Frankfurt - Die Untreue-Ermittlungen gegen den früheren Ministerpräsidenten von Baden-Württemberg, Stefan Mappus (CDU), werden nach Informationen der "Frankfurter Allgemeinen Zeitung" eingestellt. Dem Blatt zufolge hat sich der Verdacht nicht bestätigt.

Am Mittwoch wolle die Staatsanwaltschaft eine Entscheidung verkünden, schrieb die Zeitung. Eine Sprecherin der Behörde wollte die Angaben nicht kommentieren. Ein Anwalt von Mappus sagte am Dienstagabend, er kenne die Entscheidung der Staatsanwaltschaft bislang nicht.

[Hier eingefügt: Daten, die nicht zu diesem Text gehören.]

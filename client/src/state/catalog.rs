//! Catalog data and home-page selection state.
//!
//! SYSTEM CONTEXT
//! ==============
//! The catalog is a fixed in-memory list. The home page owns one
//! `CatalogState` per visit; every user interaction goes through one of the
//! transition methods below so the dropdown and search rules stay testable
//! without a DOM.
//!
//! DESIGN
//! ======
//! Suggestions use case-insensitive substring matching, while the Search
//! action requires case-insensitive exact equality against the full list.

#[cfg(test)]
#[path = "catalog_test.rs"]
mod catalog_test;

use crate::util::route::asset_detail_path;

/// Label shown in the category picker while nothing is selected.
pub const UNSELECTED_LABEL: &str = "Select Category";

/// Closed set of asset classifications.
#[derive(Clone, Copy, Debug, PartialEq, Eq, Hash)]
pub enum Category {
    IndustrialRobots,
    MedicalRobots,
    MilitaryRobots,
}

impl Category {
    /// All categories in picker order.
    pub const ALL: [Self; 3] = [Self::IndustrialRobots, Self::MedicalRobots, Self::MilitaryRobots];

    pub fn label(self) -> &'static str {
        match self {
            Self::IndustrialRobots => "Industrial Robots",
            Self::MedicalRobots => "Medical Robots",
            Self::MilitaryRobots => "Military Robots",
        }
    }
}

/// A catalog entry.
#[derive(Clone, Copy, Debug, PartialEq, Eq)]
pub struct Asset {
    pub id: u32,
    pub name: &'static str,
    pub category: Category,
}

const fn asset(id: u32, name: &'static str, category: Category) -> Asset {
    Asset { id, name, category }
}

/// The fixed asset population.
pub static CATALOG: [Asset; 15] = [
    asset(1, "ABB IRB 6700", Category::IndustrialRobots),
    asset(2, "KUKA KR AGILUS", Category::IndustrialRobots),
    asset(3, "Da Vinci Surgical System", Category::MedicalRobots),
    asset(4, "CyberKnife", Category::MedicalRobots),
    asset(5, "Predator Drone", Category::MilitaryRobots),
    asset(6, "PackBot", Category::MilitaryRobots),
    asset(7, "Universal Robots UR5e", Category::IndustrialRobots),
    asset(8, "MAKO Robotic Arm", Category::MedicalRobots),
    asset(9, "BigDog", Category::MilitaryRobots),
    asset(10, "TALON", Category::MilitaryRobots),
    asset(11, "FANUC R-2000iC", Category::IndustrialRobots),
    asset(12, "Yaskawa Motoman HC20DT", Category::IndustrialRobots),
    asset(13, "Versius", Category::MedicalRobots),
    asset(14, "ROSATM", Category::MedicalRobots),
    asset(15, "SWORDS", Category::MilitaryRobots),
];

/// Assets in `category` whose name contains `query`, ignoring case.
///
/// Always empty when no category is selected. Catalog order is preserved.
pub fn filter_assets<'a>(assets: &'a [Asset], category: Option<Category>, query: &str) -> Vec<&'a Asset> {
    let Some(category) = category else {
        return Vec::new();
    };
    let needle = query.to_lowercase();
    assets
        .iter()
        .filter(|a| a.category == category && a.name.to_lowercase().contains(&needle))
        .collect()
}

/// The asset whose name equals `query` (ignoring case) within `category`.
pub fn find_asset<'a>(assets: &'a [Asset], category: Option<Category>, query: &str) -> Option<&'a Asset> {
    let category = category?;
    let needle = query.to_lowercase();
    assets
        .iter()
        .find(|a| a.category == category && a.name.to_lowercase() == needle)
}

/// Result of pressing Search.
#[derive(Clone, Debug, PartialEq, Eq)]
pub enum SearchOutcome {
    /// Route to the detail page at this path.
    Navigate(String),
    /// No asset matched; the user gets a blocking notice.
    NotFound,
}

/// Selection state for the home page.
#[derive(Clone, Debug, Default, PartialEq, Eq)]
pub struct CatalogState {
    pub category: Option<Category>,
    pub search_query: String,
    pub category_menu_open: bool,
    pub asset_menu_open: bool,
}

impl CatalogState {
    pub fn toggle_category_menu(&mut self) {
        self.category_menu_open = !self.category_menu_open;
    }

    pub fn select_category(&mut self, category: Category) {
        self.category = Some(category);
        self.category_menu_open = false;
    }

    /// Focusing the search box opens suggestions once a category is chosen.
    pub fn focus_search(&mut self) {
        if self.category.is_some() {
            self.asset_menu_open = true;
        }
    }

    pub fn set_query(&mut self, text: impl Into<String>) {
        self.search_query = text.into();
    }

    pub fn pick_asset(&mut self, asset: &Asset) {
        self.search_query = asset.name.to_owned();
        self.asset_menu_open = false;
    }

    /// Close every menu whose region did not contain the pointer-down target.
    pub fn pointer_down_outside(&mut self, inside_category: bool, inside_asset: bool) {
        if !inside_category {
            self.category_menu_open = false;
        }
        if !inside_asset {
            self.asset_menu_open = false;
        }
    }

    pub fn filtered(&self) -> Vec<&'static Asset> {
        filter_assets(&CATALOG, self.category, &self.search_query)
    }

    pub fn category_label(&self) -> &'static str {
        self.category.map_or(UNSELECTED_LABEL, Category::label)
    }

    pub fn search_input_enabled(&self) -> bool {
        self.category.is_some()
    }

    /// Text shown in the search box; blank until a category is chosen.
    pub fn displayed_query(&self) -> String {
        if self.category.is_some() { self.search_query.clone() } else { String::new() }
    }

    pub fn search_placeholder(&self) -> &'static str {
        if self.category.is_some() { "Search or Select Asset" } else { "Select a category first" }
    }

    pub fn search_enabled(&self) -> bool {
        self.category.is_some() && !self.search_query.trim().is_empty()
    }

    pub fn show_suggestions(&self) -> bool {
        self.asset_menu_open && !self.filtered().is_empty()
    }

    pub fn show_no_match_hint(&self) -> bool {
        self.asset_menu_open && self.filtered().is_empty()
    }

    /// Resolve the Search action against the full catalog.
    pub fn resolve_search(&self) -> SearchOutcome {
        match find_asset(&CATALOG, self.category, &self.search_query) {
            Some(found) => SearchOutcome::Navigate(asset_detail_path(found.name, found.id)),
            None => SearchOutcome::NotFound,
        }
    }
}
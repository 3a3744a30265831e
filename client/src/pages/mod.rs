//! Page modules for route-level screens.
//!
//! ARCHITECTURE
//! ============
//! Each page owns route-scoped state and delegates rendering details
//! to `components`.

pub mod asset_detail;
pub mod catalog;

Der Untreueverdacht war aufgekommen, nachdem Mappus im Dezember 2010 den Kauf von EnBW-Aktien vom französischen Energiekonzern EDF eingefädelt hatte - am Landtag vorbei. Den Kaufpreis von 4,67 Milliarden Euro sah die damalige Opposition als zu hoch an. Im Oktober 2011 erklärte der Staatsgerichtshof das Geschäft schließlich für verfassungswidrig. Mappus streitet sich derzeit vor Gericht mit seinen Rechtsberatern, der Kanzlei Gleiss Lutz, darüber, ob sie ihn falsch beraten hatten.